## Task directions
Take each line from the entries that holds "parts" and copy it out.

## Dataset extract
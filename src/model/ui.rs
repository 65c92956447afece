//! UI state - picker sessions, focus tracking, and IME composition mode

use super::token::SensorRecord;

// ============================================================================
// Operator catalog
// ============================================================================

/// An entry in the `#` operator menu
#[derive(Debug, Clone, Copy)]
pub struct OperatorDef {
    pub symbol: &'static str,
    pub label: &'static str,
}

/// Static registry of the operators the menu offers
pub static OPERATORS: &[OperatorDef] = &[
    OperatorDef {
        symbol: "+",
        label: "Add",
    },
    OperatorDef {
        symbol: "-",
        label: "Subtract",
    },
    OperatorDef {
        symbol: "*",
        label: "Multiply",
    },
    OperatorDef {
        symbol: "/",
        label: "Divide",
    },
    OperatorDef {
        symbol: "(",
        label: "Left parenthesis",
    },
    OperatorDef {
        symbol: ")",
        label: "Right parenthesis",
    },
    OperatorDef {
        symbol: "^",
        label: "Power",
    },
];

// ============================================================================
// Picker sessions
// ============================================================================

/// Identifies which picker is currently open
#[derive(Debug, Clone, Copy, PartialEq, Eq)]
pub enum PickerId {
    /// Sensor search opened by `@`
    SensorSearch,
    /// Operator menu opened by `#`
    OperatorMenu,
}

/// State for a live sensor-search session
#[derive(Debug, Clone, Default)]
pub struct SensorSearchState {
    /// Live search query, updated on every keystroke
    pub query: String,
    /// Directory results for the current query
    pub results: Vec<SensorRecord>,
    /// Index of the highlighted result
    pub selected_index: usize,
}

/// State for an operator-menu session
#[derive(Debug, Clone, Default)]
pub struct OperatorMenuState {
    /// Index of the highlighted operator in [`OPERATORS`]
    pub selected_index: usize,
}

/// Union of all picker session states
#[derive(Debug, Clone)]
pub enum PickerState {
    SensorSearch(SensorSearchState),
    OperatorMenu(OperatorMenuState),
}

impl PickerState {
    pub fn id(&self) -> PickerId {
        match self {
            PickerState::SensorSearch(_) => PickerId::SensorSearch,
            PickerState::OperatorMenu(_) => PickerId::OperatorMenu,
        }
    }
}

// ============================================================================
// Composition mode
// ============================================================================

/// IME composition mode
///
/// While composition is in progress, trigger detection and query filtering
/// are suppressed; they resume when composition ends with the final
/// composed text.
#[derive(Debug, Clone, Copy, PartialEq, Eq, Default)]
pub enum Composition {
    #[default]
    Idle,
    Composing,
}

/// Transient UI state for one editor session
#[derive(Debug, Clone, Default)]
pub struct UiState {
    /// Currently open picker, if any (at most one at a time)
    pub active_picker: Option<PickerState>,
    /// Whether the editor surface currently holds focus
    pub is_focused: bool,
    /// IME composition mode
    pub composition: Composition,
}

impl UiState {
    pub fn new() -> Self {
        Self::default()
    }

    pub fn has_picker(&self) -> bool {
        self.active_picker.is_some()
    }

    /// Open a picker; any other open picker closes first
    pub fn open_picker(&mut self, state: PickerState) {
        tracing::debug!(picker = ?state.id(), "open picker");
        self.active_picker = Some(state);
    }

    /// Close the active picker (synchronous state reset, no side effects)
    pub fn close_picker(&mut self) {
        if let Some(picker) = self.active_picker.take() {
            tracing::debug!(picker = ?picker.id(), "close picker");
        }
    }

    pub fn is_composing(&self) -> bool {
        self.composition == Composition::Composing
    }
}

#[cfg(test)]
mod tests {
    use super::*;

    #[test]
    fn test_only_one_picker_at_a_time() {
        let mut ui = UiState::new();
        ui.open_picker(PickerState::SensorSearch(SensorSearchState::default()));
        ui.open_picker(PickerState::OperatorMenu(OperatorMenuState::default()));
        assert_eq!(
            ui.active_picker.as_ref().map(PickerState::id),
            Some(PickerId::OperatorMenu)
        );
    }

    #[test]
    fn test_close_picker_is_idempotent() {
        let mut ui = UiState::new();
        ui.close_picker();
        assert!(!ui.has_picker());
    }

    #[test]
    fn test_operator_catalog_has_the_seven_menu_entries() {
        let symbols: Vec<&str> = OPERATORS.iter().map(|op| op.symbol).collect();
        assert_eq!(symbols, ["+", "-", "*", "/", "(", ")", "^"]);
    }
}
//! Editor model - the complete state of the formula-entry widget
//!
//! This module contains all the state types following the Elm Architecture
//! pattern: the token store, the caret manager, transient UI state, and
//! the validation verdict.

pub mod caret;
pub mod formula;
pub mod inline;
pub mod sequence;
pub mod token;
pub mod ui;

pub use caret::{CaretLayout, CaretManager, ClickTarget, Rect};
pub use formula::TokenSequence;
pub use inline::InlineText;
pub use sequence::ContentSequence;
pub use token::{SensorRecord, Token, TokenId, TokenKind};
pub use ui::{
    Composition, OperatorDef, OperatorMenuState, PickerId, PickerState, SensorSearchState,
    UiState, OPERATORS,
};

use crate::config::EditorConfig;
use crate::sensors::SensorDirectory;
use crate::validate::{self, ValidationState};

/// The complete model for one formula-entry session
///
/// Single-threaded by construction: one user, one focused editor instance,
/// every mutation synchronous inside `update`.
#[derive(Debug)]
pub struct EditorModel {
    /// Canonical formula content and pending-input buffer
    pub formula: TokenSequence,
    /// Logical-cursor-to-screen mapping
    pub caret: CaretManager,
    /// Picker sessions, focus, composition mode
    pub ui: UiState,
    /// Verdict of the last explicit validation
    pub validation: ValidationState,
    /// Persisted editor configuration
    pub config: EditorConfig,
    /// Sensor catalog consumed by the `@` picker
    pub directory: Box<dyn SensorDirectory>,
}

impl EditorModel {
    /// Create a model over the given sensor directory with default config
    pub fn new(directory: Box<dyn SensorDirectory>) -> Self {
        Self {
            formula: TokenSequence::new(),
            caret: CaretManager::new(),
            ui: UiState::new(),
            validation: ValidationState::Unvalidated,
            config: EditorConfig::default(),
            directory,
        }
    }

    pub fn with_config(mut self, config: EditorConfig) -> Self {
        self.config = config;
        self
    }

    /// Run sensor search, bounded by the configured result limit
    pub fn search_sensors(&self, query: &str) -> Vec<SensorRecord> {
        let mut results = self.directory.search(query);
        results.truncate(self.config.max_picker_results);
        results
    }

    /// The serialized formula string (the downstream contract)
    pub fn serialized(&self) -> String {
        self.formula.serialize()
    }

    /// Run validation and store the verdict
    pub fn validate(&mut self) {
        self.validation = validate::validate_sequence(&self.formula);
        match &self.validation {
            ValidationState::Valid { .. } => {
                tracing::info!(formula = %self.serialized(), "formula valid")
            }
            ValidationState::Invalid { error } => {
                tracing::info!(formula = %self.serialized(), %error, "formula invalid")
            }
            ValidationState::Unvalidated => {}
        }
    }

    /// Mark content as edited: any previous verdict no longer applies
    pub(crate) fn touch(&mut self) {
        self.validation = ValidationState::Unvalidated;
    }

    /// Insert a token at the cursor; closes pickers and resets the verdict
    ///
    /// Any pending typed text is discarded: a picker selection replaces the
    /// in-progress input wholesale, it never leaves leftovers to commit
    /// later.
    pub fn insert_token(&mut self, token: Token) {
        self.formula.insert_token(token);
        self.formula.set_pending("");
        self.ui.close_picker();
        self.touch();
    }

    /// Remove the token at `index`; closes pickers and resets the verdict
    pub fn remove_token(&mut self, index: usize) {
        self.formula.remove_token(index);
        self.ui.close_picker();
        self.touch();
    }
}
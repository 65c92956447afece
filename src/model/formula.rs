//! TokenSequence - the discrete-token formula store
//!
//! Owns the canonical token array, the logical cursor, and the
//! pending-input buffer (raw text the user is typing that has not yet
//! resolved into a token or a picker query).

use super::sequence::ContentSequence;
use super::token::Token;

/// The discrete-token backing store for a composed formula
#[derive(Debug, Clone, Default)]
pub struct TokenSequence {
    tokens: Vec<Token>,
    /// Logical cursor in token-gap units, always within `[0, tokens.len()]`
    cursor: usize,
    /// Raw typed text not yet committed into the token array
    pending: String,
}

impl TokenSequence {
    pub fn new() -> Self {
        Self::default()
    }

    /// The ordered token array (left-to-right reading order)
    pub fn tokens(&self) -> &[Token] {
        &self.tokens
    }

    pub fn cursor(&self) -> usize {
        self.cursor
    }

    /// The pending-input buffer
    pub fn pending(&self) -> &str {
        &self.pending
    }

    /// Replace the pending buffer wholesale (trigger splitting keeps the
    /// text before the trigger here)
    pub fn set_pending(&mut self, text: impl Into<String>) {
        self.pending = text.into();
    }

    /// Append a typed character to the pending buffer
    pub fn push_pending(&mut self, ch: char) {
        self.pending.push(ch);
    }

    /// Append composed text (IME commit, paste) to the pending buffer
    pub fn push_pending_str(&mut self, text: &str) {
        self.pending.push_str(text);
    }

    /// Erase the last character of the pending buffer
    ///
    /// Returns `false` when the buffer was already empty.
    pub fn pop_pending(&mut self) -> bool {
        self.pending.pop().is_some()
    }

    /// Insert a token at the cursor, advancing the cursor past it
    pub fn insert_token(&mut self, token: Token) {
        tracing::debug!(kind = ?token.kind, value = %token.value, cursor = self.cursor, "insert token");
        self.tokens.insert(self.cursor, token);
        self.cursor += 1;
    }

    /// Remove the token at `index`; silent no-op when out of bounds
    pub fn remove_token(&mut self, index: usize) {
        if index >= self.tokens.len() {
            return;
        }
        self.tokens.remove(index);
        // Keep the cursor at the same logical gap relative to its neighbors
        if self.cursor > index {
            self.cursor -= 1;
        }
        debug_assert!(self.cursor <= self.tokens.len());
    }

    /// Commit the pending buffer as a free-text token at the cursor
    ///
    /// Whitespace-only buffers are discarded. Returns `true` when a token
    /// was actually inserted. Either way the buffer ends up empty.
    pub fn commit_pending_text(&mut self) -> bool {
        let text = std::mem::take(&mut self.pending);
        let trimmed = text.trim();
        if trimmed.is_empty() {
            return false;
        }
        self.insert_token(Token::text(trimmed));
        true
    }

    /// Backspace with an empty pending buffer deletes the previous token
    ///
    /// Returns `true` when a token was removed.
    pub fn backspace_at_cursor(&mut self) -> bool {
        if !self.pending.is_empty() || self.cursor == 0 {
            return false;
        }
        self.remove_token(self.cursor - 1);
        true
    }

    /// Move the cursor one gap left; returns whether it moved
    pub fn move_left(&mut self) -> bool {
        if self.cursor > 0 {
            self.cursor -= 1;
            true
        } else {
            false
        }
    }

    /// Move the cursor one gap right; returns whether it moved
    pub fn move_right(&mut self) -> bool {
        if self.cursor < self.tokens.len() {
            self.cursor += 1;
            true
        } else {
            false
        }
    }

    /// Serialize per the downstream contract: `@<id>` for sensors,
    /// literal values otherwise, single-space joined
    pub fn serialize(&self) -> String {
        let parts: Vec<String> = self.tokens.iter().map(Token::render).collect();
        parts.join(" ")
    }
}

impl ContentSequence for TokenSequence {
    fn len(&self) -> usize {
        self.tokens.len()
    }

    fn cursor(&self) -> usize {
        self.cursor
    }

    fn set_cursor(&mut self, position: usize) {
        self.cursor = position.min(self.tokens.len());
    }

    fn insert(&mut self, token: Token) {
        self.insert_token(token);
    }

    fn remove(&mut self, index: usize) {
        self.remove_token(index);
    }

    fn serialize(&self) -> String {
        TokenSequence::serialize(self)
    }
}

## Solution
        let parts: Vec<String> = self.tokens.iter().map(Token::render).collect();
        parts.join(" ")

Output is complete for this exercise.